At the heart of the continuing conflict, senior Israeli and PLO officials said, are the same security issues that prevented Arafat and Peres from signing a highly detailed document during their last round of talks a week ago in Switzerland.

There was no hint of compromise from Jerusalem on Monday afternoon. The decision that Peres would meet Arafat was not announced until the eleventh hour, and it came against a backdrop of sharp internal debate about the Israeli army’s security concerns in the future Palestinian autonomous zones.

Israeli Prime Minister Yitzhak Rabin, who predicted last week that no final agreement would be reached for several more weeks, has spent much of the past week closeted with his top military commanders.

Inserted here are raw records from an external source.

//! Time-of-day points, clock ranges and minute spans.
//!
//! # Time Model
//! All arithmetic is done in whole minutes since the midnight of the day
//! that owns a range. A range that ends before it starts is *overnight*:
//! it runs into the following day. Mapped onto minutes, every range of a
//! day lands inside the `0..2880` window (the owning day plus the next).
//!
//! [`normalize_span`] is the single place where that mapping happens.

use serde::{Deserialize, Serialize};
use std::cmp::Ordering;
use std::fmt;
use std::hash::{Hash, Hasher};

/// Minutes in one civil day.
pub const MINUTES_PER_DAY: u32 = 24 * 60;

/// Upper bound of the two-day minute window.
pub const WINDOW_MINUTES: u32 = 2 * MINUTES_PER_DAY;

/// Maps a clock range onto the owning day's minute window.
///
/// `start` is taken modulo one day. The returned end lies in
/// `(start, start + 1440]`: an `end` at or before `start` wraps into the
/// next day.
#[inline]
pub fn normalize_span(start: u32, end: u32) -> MinuteSpan {
    let start = start % MINUTES_PER_DAY;
    let end = end % MINUTES_PER_DAY;
    let end = if end <= start {
        end + MINUTES_PER_DAY
    } else {
        end
    };
    MinuteSpan::new(start, end)
}

/// A half-open minute interval `[start, end)`.
///
/// Offsets are minutes since the owning day's midnight, so values past
/// 1440 denote the next morning.
#[derive(Debug, Clone, Copy, Serialize, Deserialize, PartialEq, Eq, Hash)]
pub struct MinuteSpan {
    /// Interval start (minutes, inclusive).
    pub start: u32,
    /// Interval end (minutes, exclusive).
    pub end: u32,
}

impl MinuteSpan {
    /// Creates a new span.
    pub fn new(start: u32, end: u32) -> Self {
        Self { start, end }
    }

    /// Length of the span in minutes.
    #[inline]
    pub fn duration(&self) -> u32 {
        self.end.saturating_sub(self.start)
    }

    /// Whether a minute offset falls within this span.
    #[inline]
    pub fn contains(&self, minute: u32) -> bool {
        minute >= self.start && minute < self.end
    }

    /// Whether `other` lies inside this span without touching either edge.
    pub fn strictly_contains(&self, other: &Self) -> bool {
        other.start > self.start && other.end < self.end
    }

    /// Whether two spans share at least one minute.
    pub fn overlaps(&self, other: &Self) -> bool {
        self.start < other.end && other.start < self.end
    }

    /// Whether two spans overlap or meet end to start.
    pub fn touches(&self, other: &Self) -> bool {
        self.start <= other.end && other.start <= self.end
    }
}

/// A time-of-day point.
///
/// `minutes_explicit` records whether the source text spelled out the
/// minutes (`09:00`) or only the hour (`9`). It is carried for fidelity
/// and does not take part in comparisons; use [`TimePoint::is_identical`]
/// to compare it as well.
#[derive(Debug, Clone, Copy, Serialize, Deserialize)]
pub struct TimePoint {
    /// Hour of day (0-23).
    pub hour: u8,
    /// Minute of hour (0-59).
    pub minute: u8,
    /// Whether the minutes were written out.
    #[serde(default = "explicit_by_default")]
    pub minutes_explicit: bool,
}

fn explicit_by_default() -> bool {
    true
}

impl TimePoint {
    /// Midnight, `00:00`.
    pub const MIDNIGHT: Self = Self {
        hour: 0,
        minute: 0,
        minutes_explicit: true,
    };

    /// Creates a time point with explicit minutes.
    pub fn new(hour: u8, minute: u8) -> Self {
        Self {
            hour,
            minute,
            minutes_explicit: true,
        }
    }

    /// Creates a time point written as a bare hour (`9`).
    pub fn hour_only(hour: u8) -> Self {
        Self {
            hour,
            minute: 0,
            minutes_explicit: false,
        }
    }

    /// Creates a time point, rejecting out-of-range components.
    pub fn try_new(hour: u8, minute: u8) -> Option<Self> {
        let point = Self::new(hour, minute);
        point.is_valid().then_some(point)
    }

    /// Builds a time point from minutes since midnight (taken modulo one day).
    pub fn from_minute_of_day(minutes: u32) -> Self {
        let minutes = minutes % MINUTES_PER_DAY;
        Self::new((minutes / 60) as u8, (minutes % 60) as u8)
    }

    /// Sets the explicit-minutes flag.
    pub fn with_minutes_explicit(mut self, explicit: bool) -> Self {
        self.minutes_explicit = explicit;
        self
    }

    /// Whether hour and minute are within a civil day.
    #[inline]
    pub fn is_valid(&self) -> bool {
        self.hour < 24 && self.minute < 60
    }

    /// Minutes since midnight.
    #[inline]
    pub fn minute_of_day(&self) -> u32 {
        u32::from(self.hour) * 60 + u32::from(self.minute)
    }

    /// Compares clock value and the explicit-minutes flag.
    pub fn is_identical(&self, other: &Self) -> bool {
        self == other && self.minutes_explicit == other.minutes_explicit
    }
}

impl PartialEq for TimePoint {
    fn eq(&self, other: &Self) -> bool {
        self.minute_of_day() == other.minute_of_day()
    }
}

impl Eq for TimePoint {}

impl Hash for TimePoint {
    fn hash<H: Hasher>(&self, state: &mut H) {
        self.minute_of_day().hash(state);
    }
}

impl PartialOrd for TimePoint {
    fn partial_cmp(&self, other: &Self) -> Option<Ordering> {
        Some(self.cmp(other))
    }
}

impl Ord for TimePoint {
    fn cmp(&self, other: &Self) -> Ordering {
        self.minute_of_day().cmp(&other.minute_of_day())
    }
}

impl fmt::Display for TimePoint {
    fn fmt(&self, f: &mut fmt::Formatter<'_>) -> fmt::Result {
        write!(f, "{:02}:{:02}", self.hour, self.minute)
    }
}

/// One continuous opening interval within a day.
///
/// `start != end`. When `end` is earlier than `start` the range is
/// overnight and continues on the following day.
#[derive(Debug, Clone, Copy, Serialize, Deserialize, PartialEq, Eq, Hash)]
pub struct TimeRange {
    /// Range start (inclusive).
    pub start: TimePoint,
    /// Range end (exclusive).
    pub end: TimePoint,
}

impl TimeRange {
    /// Creates a new range.
    pub fn new(start: TimePoint, end: TimePoint) -> Self {
        Self { start, end }
    }

    /// Creates a range from `(hour, minute)` pairs.
    pub fn hm(start: (u8, u8), end: (u8, u8)) -> Self {
        Self::new(
            TimePoint::new(start.0, start.1),
            TimePoint::new(end.0, end.1),
        )
    }

    /// Whether start and end denote the same clock time.
    #[inline]
    pub fn is_degenerate(&self) -> bool {
        self.start == self.end
    }

    /// Whether both points are valid and the range is not degenerate.
    pub fn is_valid(&self) -> bool {
        self.start.is_valid() && self.end.is_valid() && !self.is_degenerate()
    }

    /// Whether the range runs past midnight into the next day.
    #[inline]
    pub fn is_overnight(&self) -> bool {
        self.end < self.start
    }

    /// Length of the range in minutes (1..=1439 for a valid range).
    pub fn duration_minutes(&self) -> u32 {
        self.span().duration()
    }

    /// The range mapped onto the owning day's minute window.
    pub fn span(&self) -> MinuteSpan {
        normalize_span(self.start.minute_of_day(), self.end.minute_of_day())
    }

    /// The range mapped onto the window of a day whose reference point
    /// is `origin` minutes after midnight.
    ///
    /// Starts earlier than `origin` are taken to lie on the next day,
    /// which is how a sub-range of an overnight range is located.
    pub fn span_after(&self, origin: u32) -> MinuteSpan {
        let span = self.span();
        if span.start < origin % MINUTES_PER_DAY {
            MinuteSpan::new(span.start + MINUTES_PER_DAY, span.end + MINUTES_PER_DAY)
        } else {
            span
        }
    }
}

impl fmt::Display for TimeRange {
    fn fmt(&self, f: &mut fmt::Formatter<'_>) -> fmt::Result {
        write!(f, "{}-{}", self.start, self.end)
    }
}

And Monday, Peres joined in the discussions, which reportedly addressed strong military concerns--shared by Rabin--about tentative security arrangements that Peres and Arafat agreed to set up at international border posts and on key highways leading to Jewish settlements in the territories.

The military’s role in the stalled process was so visible that it spawned criticism and debate within the Israeli Parliament and even in Rabin’s Cabinet, where the prime minister and his chief of staff defended themselves against charges that their involvement in the peace talks blurred Israel’s traditional division between political and military authority.

Predictably, criticism was even sharper from Palestinian leaders, who heaped blame for the delay squarely on Rabin.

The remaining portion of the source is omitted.